--- DATA Enclosed Below ---

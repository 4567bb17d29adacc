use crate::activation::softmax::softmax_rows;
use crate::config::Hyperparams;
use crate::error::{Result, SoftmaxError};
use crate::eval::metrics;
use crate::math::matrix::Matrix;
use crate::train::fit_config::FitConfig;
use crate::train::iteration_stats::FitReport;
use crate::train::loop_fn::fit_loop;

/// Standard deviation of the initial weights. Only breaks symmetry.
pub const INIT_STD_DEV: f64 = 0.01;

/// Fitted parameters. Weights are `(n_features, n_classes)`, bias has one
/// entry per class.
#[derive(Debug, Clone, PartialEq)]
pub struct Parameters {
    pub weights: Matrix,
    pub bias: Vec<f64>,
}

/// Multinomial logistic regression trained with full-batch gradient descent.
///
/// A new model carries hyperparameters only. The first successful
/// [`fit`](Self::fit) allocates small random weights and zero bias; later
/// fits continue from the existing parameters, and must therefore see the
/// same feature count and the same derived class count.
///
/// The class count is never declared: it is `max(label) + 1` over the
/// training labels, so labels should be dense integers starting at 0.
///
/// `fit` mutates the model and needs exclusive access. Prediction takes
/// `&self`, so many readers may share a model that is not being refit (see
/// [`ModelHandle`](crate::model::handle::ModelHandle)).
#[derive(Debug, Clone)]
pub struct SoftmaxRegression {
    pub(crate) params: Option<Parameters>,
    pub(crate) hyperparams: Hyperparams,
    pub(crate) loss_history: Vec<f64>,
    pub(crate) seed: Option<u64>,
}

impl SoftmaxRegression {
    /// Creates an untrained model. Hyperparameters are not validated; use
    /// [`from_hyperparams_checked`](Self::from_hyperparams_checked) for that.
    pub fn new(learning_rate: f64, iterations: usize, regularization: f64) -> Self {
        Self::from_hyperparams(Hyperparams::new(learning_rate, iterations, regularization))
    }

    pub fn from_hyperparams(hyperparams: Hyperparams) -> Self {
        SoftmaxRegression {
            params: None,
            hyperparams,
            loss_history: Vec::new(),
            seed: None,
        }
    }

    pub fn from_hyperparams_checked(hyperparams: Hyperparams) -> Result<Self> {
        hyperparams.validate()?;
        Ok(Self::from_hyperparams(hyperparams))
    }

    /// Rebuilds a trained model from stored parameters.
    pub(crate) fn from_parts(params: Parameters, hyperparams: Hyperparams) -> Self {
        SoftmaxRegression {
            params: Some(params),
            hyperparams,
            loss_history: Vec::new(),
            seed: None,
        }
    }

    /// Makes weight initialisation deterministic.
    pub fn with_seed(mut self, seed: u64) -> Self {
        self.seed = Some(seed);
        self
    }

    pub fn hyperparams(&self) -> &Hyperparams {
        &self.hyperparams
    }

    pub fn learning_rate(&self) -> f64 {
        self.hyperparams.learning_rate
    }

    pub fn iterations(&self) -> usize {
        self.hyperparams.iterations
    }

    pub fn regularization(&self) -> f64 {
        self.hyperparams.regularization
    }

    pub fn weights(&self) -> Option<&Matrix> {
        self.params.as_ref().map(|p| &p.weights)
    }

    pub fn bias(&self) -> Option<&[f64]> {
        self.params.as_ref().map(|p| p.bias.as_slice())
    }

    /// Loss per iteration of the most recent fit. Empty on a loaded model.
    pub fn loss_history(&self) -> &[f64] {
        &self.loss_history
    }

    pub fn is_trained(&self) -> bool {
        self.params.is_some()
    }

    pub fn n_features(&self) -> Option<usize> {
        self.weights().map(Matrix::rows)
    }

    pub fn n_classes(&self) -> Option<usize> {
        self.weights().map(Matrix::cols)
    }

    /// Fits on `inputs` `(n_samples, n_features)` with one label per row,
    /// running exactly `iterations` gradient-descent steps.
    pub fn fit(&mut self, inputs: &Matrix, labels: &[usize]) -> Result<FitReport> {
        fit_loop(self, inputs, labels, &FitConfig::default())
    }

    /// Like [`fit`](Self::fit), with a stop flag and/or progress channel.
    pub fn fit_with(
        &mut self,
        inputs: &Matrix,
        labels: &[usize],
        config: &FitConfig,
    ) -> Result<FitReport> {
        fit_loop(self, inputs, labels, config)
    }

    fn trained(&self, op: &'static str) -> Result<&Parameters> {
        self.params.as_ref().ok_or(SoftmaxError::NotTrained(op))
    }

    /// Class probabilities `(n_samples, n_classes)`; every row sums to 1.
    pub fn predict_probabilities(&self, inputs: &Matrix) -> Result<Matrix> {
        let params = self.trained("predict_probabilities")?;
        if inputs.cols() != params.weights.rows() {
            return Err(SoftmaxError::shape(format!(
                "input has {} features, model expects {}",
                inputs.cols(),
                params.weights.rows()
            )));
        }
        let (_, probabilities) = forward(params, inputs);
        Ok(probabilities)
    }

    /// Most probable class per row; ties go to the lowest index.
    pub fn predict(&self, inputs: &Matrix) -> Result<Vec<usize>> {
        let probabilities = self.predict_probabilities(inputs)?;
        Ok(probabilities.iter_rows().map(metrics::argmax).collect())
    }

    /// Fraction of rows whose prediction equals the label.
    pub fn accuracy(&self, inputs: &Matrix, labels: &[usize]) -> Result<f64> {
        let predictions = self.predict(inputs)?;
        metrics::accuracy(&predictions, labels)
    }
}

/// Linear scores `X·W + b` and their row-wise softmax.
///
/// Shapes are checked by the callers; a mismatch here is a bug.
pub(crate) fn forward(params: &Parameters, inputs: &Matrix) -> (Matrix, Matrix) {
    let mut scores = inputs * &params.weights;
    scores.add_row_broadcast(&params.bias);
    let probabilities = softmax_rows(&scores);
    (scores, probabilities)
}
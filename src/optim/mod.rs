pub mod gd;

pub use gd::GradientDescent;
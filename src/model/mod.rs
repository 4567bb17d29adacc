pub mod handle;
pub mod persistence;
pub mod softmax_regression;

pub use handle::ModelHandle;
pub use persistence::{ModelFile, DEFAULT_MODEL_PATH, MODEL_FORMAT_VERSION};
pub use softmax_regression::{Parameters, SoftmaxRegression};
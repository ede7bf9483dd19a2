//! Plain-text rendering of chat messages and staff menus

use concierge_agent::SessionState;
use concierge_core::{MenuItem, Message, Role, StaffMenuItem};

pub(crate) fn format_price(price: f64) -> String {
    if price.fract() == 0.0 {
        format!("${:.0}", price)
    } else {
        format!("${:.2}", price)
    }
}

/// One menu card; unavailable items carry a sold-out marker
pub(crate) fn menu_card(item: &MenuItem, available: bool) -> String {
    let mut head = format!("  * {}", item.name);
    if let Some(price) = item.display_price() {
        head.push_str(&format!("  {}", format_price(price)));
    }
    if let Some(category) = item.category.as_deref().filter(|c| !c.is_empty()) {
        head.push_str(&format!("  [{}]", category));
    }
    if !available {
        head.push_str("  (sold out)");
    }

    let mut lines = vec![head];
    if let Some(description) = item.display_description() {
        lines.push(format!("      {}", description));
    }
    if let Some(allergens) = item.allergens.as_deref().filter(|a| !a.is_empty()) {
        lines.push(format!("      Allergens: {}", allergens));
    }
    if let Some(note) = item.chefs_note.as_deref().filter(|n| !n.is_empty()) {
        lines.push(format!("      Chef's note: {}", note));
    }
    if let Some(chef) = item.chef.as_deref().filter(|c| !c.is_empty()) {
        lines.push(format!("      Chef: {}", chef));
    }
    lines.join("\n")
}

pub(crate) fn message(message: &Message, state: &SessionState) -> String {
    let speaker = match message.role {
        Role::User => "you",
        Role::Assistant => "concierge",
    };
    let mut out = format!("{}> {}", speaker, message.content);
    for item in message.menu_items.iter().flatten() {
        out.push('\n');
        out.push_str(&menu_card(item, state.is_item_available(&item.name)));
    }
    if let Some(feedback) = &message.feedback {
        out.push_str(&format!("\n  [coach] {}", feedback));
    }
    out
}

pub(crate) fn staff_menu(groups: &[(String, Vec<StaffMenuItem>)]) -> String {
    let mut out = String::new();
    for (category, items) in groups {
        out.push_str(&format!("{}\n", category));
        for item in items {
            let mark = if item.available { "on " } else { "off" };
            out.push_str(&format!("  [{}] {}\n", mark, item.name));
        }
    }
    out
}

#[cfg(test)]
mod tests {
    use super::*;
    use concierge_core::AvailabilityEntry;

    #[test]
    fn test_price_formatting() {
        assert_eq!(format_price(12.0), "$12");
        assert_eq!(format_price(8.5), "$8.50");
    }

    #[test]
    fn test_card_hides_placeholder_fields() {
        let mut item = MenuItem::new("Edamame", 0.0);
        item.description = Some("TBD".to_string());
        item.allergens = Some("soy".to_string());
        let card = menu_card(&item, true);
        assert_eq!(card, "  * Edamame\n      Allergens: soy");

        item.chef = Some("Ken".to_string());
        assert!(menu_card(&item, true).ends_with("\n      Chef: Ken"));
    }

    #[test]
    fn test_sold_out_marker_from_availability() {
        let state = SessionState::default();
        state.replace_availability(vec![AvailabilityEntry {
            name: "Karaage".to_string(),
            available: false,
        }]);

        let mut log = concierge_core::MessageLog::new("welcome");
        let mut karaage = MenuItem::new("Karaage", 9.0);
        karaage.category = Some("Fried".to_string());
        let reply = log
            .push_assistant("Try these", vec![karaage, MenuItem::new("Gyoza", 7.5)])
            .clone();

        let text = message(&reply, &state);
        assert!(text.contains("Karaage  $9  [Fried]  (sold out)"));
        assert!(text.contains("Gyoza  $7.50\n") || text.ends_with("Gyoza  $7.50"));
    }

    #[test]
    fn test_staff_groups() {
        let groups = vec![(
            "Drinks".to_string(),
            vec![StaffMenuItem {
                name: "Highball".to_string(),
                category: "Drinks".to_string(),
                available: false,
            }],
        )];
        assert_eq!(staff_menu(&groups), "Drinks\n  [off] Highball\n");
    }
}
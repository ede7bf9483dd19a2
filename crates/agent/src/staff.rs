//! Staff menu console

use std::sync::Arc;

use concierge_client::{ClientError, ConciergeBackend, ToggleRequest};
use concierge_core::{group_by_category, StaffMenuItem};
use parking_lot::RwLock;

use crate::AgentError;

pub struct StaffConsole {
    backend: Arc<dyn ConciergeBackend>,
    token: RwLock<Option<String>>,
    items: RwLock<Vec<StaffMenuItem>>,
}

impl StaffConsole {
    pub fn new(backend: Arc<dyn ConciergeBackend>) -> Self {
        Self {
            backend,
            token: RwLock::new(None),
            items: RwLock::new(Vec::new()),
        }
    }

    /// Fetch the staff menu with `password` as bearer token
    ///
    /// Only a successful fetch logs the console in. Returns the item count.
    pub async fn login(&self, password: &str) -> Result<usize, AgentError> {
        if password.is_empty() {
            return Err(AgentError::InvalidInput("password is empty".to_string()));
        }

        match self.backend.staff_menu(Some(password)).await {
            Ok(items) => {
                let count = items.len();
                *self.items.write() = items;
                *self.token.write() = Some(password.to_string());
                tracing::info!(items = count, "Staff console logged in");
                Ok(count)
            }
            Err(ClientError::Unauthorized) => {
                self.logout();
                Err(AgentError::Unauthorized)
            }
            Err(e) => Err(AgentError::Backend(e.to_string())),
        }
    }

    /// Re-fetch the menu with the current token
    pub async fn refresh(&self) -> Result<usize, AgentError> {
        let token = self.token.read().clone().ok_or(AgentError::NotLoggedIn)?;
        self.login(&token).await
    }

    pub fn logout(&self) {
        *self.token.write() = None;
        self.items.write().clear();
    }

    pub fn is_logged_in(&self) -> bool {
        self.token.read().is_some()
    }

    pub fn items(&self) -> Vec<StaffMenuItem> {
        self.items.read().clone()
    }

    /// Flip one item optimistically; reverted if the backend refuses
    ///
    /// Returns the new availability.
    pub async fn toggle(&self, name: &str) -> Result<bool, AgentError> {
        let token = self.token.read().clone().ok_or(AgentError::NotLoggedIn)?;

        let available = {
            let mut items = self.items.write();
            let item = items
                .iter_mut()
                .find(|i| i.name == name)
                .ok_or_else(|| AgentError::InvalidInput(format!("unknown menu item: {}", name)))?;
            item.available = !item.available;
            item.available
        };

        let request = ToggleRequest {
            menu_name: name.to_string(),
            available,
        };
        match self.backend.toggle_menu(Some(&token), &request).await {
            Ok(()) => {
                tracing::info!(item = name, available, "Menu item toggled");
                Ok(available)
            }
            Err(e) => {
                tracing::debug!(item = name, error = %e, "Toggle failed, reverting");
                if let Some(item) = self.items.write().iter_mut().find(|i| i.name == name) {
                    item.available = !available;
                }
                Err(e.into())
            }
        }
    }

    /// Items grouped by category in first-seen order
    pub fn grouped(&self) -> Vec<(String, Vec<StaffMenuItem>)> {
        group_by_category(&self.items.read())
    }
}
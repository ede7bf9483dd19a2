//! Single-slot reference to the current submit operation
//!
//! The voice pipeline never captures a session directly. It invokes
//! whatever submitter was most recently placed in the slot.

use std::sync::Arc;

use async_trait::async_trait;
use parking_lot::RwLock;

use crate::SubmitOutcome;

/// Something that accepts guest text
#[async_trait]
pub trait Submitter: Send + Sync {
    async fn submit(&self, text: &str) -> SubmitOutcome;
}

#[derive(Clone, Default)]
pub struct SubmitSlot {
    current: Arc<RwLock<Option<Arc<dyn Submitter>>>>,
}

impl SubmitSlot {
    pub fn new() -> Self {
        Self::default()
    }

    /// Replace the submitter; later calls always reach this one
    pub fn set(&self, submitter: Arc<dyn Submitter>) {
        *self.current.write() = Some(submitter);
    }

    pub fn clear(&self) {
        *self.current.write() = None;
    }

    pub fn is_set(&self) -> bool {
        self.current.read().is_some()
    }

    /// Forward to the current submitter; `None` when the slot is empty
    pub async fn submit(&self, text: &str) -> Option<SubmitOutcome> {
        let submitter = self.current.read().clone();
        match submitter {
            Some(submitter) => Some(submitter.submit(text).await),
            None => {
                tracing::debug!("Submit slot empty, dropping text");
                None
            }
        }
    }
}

--- End of Enclosed DATA ---

• **WORK ORDER**
Print only these lines, please. They run from the start of the entries above to the line containing "Only breaks symmetry.", both ends included, and must match exactly.

• **YOUR SOLUTION**
repository 4567bb17d29adacc
use crate::activation::softmax::softmax_rows;
use crate::config::Hyperparams;
use crate::error::{Result, SoftmaxError};
use crate::eval::metrics;
use crate::math::matrix::Matrix;
use crate::train::fit_config::FitConfig;
use crate::train::iteration_stats::FitReport;
use crate::train::loop_fn::fit_loop;

/// Standard deviation of the initial weights. Only breaks symmetry.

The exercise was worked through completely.